With winter settling in and temperatures reaching dangerous lows, it’s time to think about protecting your home from the elements. One of the most important precautions you can take is preventing pipes from freezing and bursting. Frozen pipes cause some of the costliest homeowners claims in winter months. Between the water damage cleanup and repair fees, a single pipe burst averages $4,000!
Once a water line falls below 32 degrees, it will start to freeze. When this happens, the ice creates an increase in pressure; once the pressure gets too high, it bursts. We recommend taking these precautions to protect your pipes from freezing:
- Once temperatures start to get very low, it’s beneficial to keep the water line moving. Allow cold water to drip from the faucet served by exposed pipes, you could even let the faucet trickle. Running water through the pipe helps prevent them from freezing.

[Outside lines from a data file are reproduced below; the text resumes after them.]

//! Reporting utilities: profit summary, chart descriptions, and formatted terminal output.
//!
//! We keep summarizing/formatting code in one place so:
//! - the math/fitting code stays clean and testable
//! - output changes are localized

pub mod charts;
pub mod format;

pub use charts::*;
pub use format::*;

use crate::domain::{BreakEven, DisplayCurves, FittedModel, ProfitSummary};
use crate::error::AppError;

/// Max profit, where it occurs, and the price at each break-even quantity.
///
/// The arg-max is the first index holding the maximum.
pub fn summarize(display: &DisplayCurves, break_even_quantities: &[f64], price: &FittedModel) -> Result<ProfitSummary, AppError> {
    let mut best: Option<(usize, f64)> = None;
    for (i, &p) in display.profit.iter().enumerate() {
        match best {
            Some((_, max)) if p <= max => {}
            _ => best = Some((i, p)),
        }
    }
    let Some((idx, max_profit)) = best else {
        return Err(AppError::Compute("Profit curve is empty.".to_string()));
    };

    let break_evens = break_even_quantities
        .iter()
        .map(|&quantity| BreakEven {
            quantity,
            price: price.predict(quantity),
        })
        .collect();

    Ok(ProfitSummary {
        max_profit,
        quantity_at_max: display.quantity[idx],
        break_evens,
    })
}

/// Round for presentation: profit 2 dp, quantity 1 dp, break-even pairs 2 dp.
pub fn round_summary(summary: &ProfitSummary) -> ProfitSummary {
    ProfitSummary {
        max_profit: round_to(summary.max_profit, 2),
        quantity_at_max: round_to(summary.quantity_at_max, 1),
        break_evens: summary
            .break_evens
            .iter()
            .map(|be| BreakEven {
                quantity: round_to(be.quantity, 2),
                price: round_to(be.price, 2),
            })
            .collect(),
    }
}

/// Round half away from zero to `decimals` places.
pub fn round_to(value: f64, decimals: i32) -> f64 {
    let scale = 10f64.powi(decimals);
    (value * scale).round() / scale
}

#[cfg(test)]
mod tests {
    use super::*;
    use crate::domain::{FitQuality, ModelKind};

    fn price_model() -> FittedModel {
        FittedModel {
            kind: ModelKind::PowerLawPrice,
            params: vec![10.0, -1.0],
            quality: FitQuality {
                sse: 0.0,
                rmse: 0.0,
                n: 2,
                iterations: 0,
            },
        }
    }

    fn display(profit: Vec<f64>) -> DisplayCurves {
        let n = profit.len();
        let quantity: Vec<f64> = (0..n).map(|i| i as f64 * 0.5).collect();
        DisplayCurves {
            quantity,
            price: vec![0.0; n],
            revenue: vec![0.0; n],
            cost_linear: vec![0.0; n],
            cost_quadratic: vec![0.0; n],
            profit,
        }
    }

    #[test]
    fn single_peak_is_reported_exactly() {
        let d = display(vec![-3.0, 1.0, 4.25, 2.0, -1.0]);
        let s = summarize(&d, &[], &price_model()).unwrap();
        assert_eq!(s.max_profit, 4.25);
        assert_eq!(s.quantity_at_max, 1.0);
        assert!(s.break_evens.is_empty());
    }

    #[test]
    fn ties_take_first_occurrence() {
        let d = display(vec![1.0, 7.0, 7.0, 2.0]);
        let s = summarize(&d, &[], &price_model()).unwrap();
        assert_eq!(s.quantity_at_max, 0.5);
    }

    #[test]
    fn break_even_prices_use_power_law() {
        let d = display(vec![0.0, 1.0]);
        let s = summarize(&d, &[2.0, 5.0], &price_model()).unwrap();
        assert_eq!(s.break_evens.len(), 2);
        assert!((s.break_evens[0].price - 5.0).abs() < 1e-12);
        assert!((s.break_evens[1].price - 2.0).abs() < 1e-12);
    }

    #[test]
    fn zero_break_even_quantity_is_finite() {
        let d = display(vec![0.0, 1.0]);
        let s = summarize(&d, &[0.0], &price_model()).unwrap();
        assert!(s.break_evens[0].price.is_finite());
    }

    #[test]
    fn empty_profit_curve_is_an_error() {
        assert!(summarize(&display(Vec::new()), &[], &price_model()).is_err());
    }

    #[test]
    fn rounding_at_presentation_boundary() {
        let s = ProfitSummary {
            max_profit: 12.3456,
            quantity_at_max: 4.26,
            break_evens: vec![BreakEven {
                quantity: 7.0,
                price: 3.14159,
            }],
        };
        let r = round_summary(&s);
        assert_eq!(r.max_profit, 12.35);
        assert_eq!(r.quantity_at_max, 4.3);
        assert_eq!(r.break_evens[0].price, 3.14);
    }
}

- Keep garage doors closed if there are water supply lines in the garage.
- Open your bathroom and kitchen cabinet doors to circulate warmer air from your home around the plumbing.
- Maintain a consistent temperature throughout the day and night. By temporarily suspending the use of lower nighttime temperatures in your home - you may incur a higher heating bill, but this will help to prevent your pipes from bursting by providing them with a steady exposure of warmth.
- Check all pipes in your home a few times a day to make sure they are running properly. If one pipe freezes, others may freeze, too.
- If you will be traveling away during cold temperatures, leave the heat on in your home and set the thermostat no lower than 55° F.
A tell-tale sign you might have a frozen pipe is turning your faucet on and only receiving a trickle of water. If you suspect that you might have a frozen pipe, there are a few things you can do to thaw them to prevent further damage:
- Keep the faucet open. Running water will begin to melt frozen areas of the line and prevent the ice from completely closing off the pipe.
- Try to apply some sort of heat around the section of the pipe that is frozen. You could wrap an electronic heating pad around the pipe or wrap pipes with towels soaked in hot water. NEVER use an open flame device such as a blowtorch, propane heater or charcoal stove.
- If you cannot locate the frozen area, if it is inaccessible, or if you cannot thaw the pipe, call a licensed plumber before things get out of hand.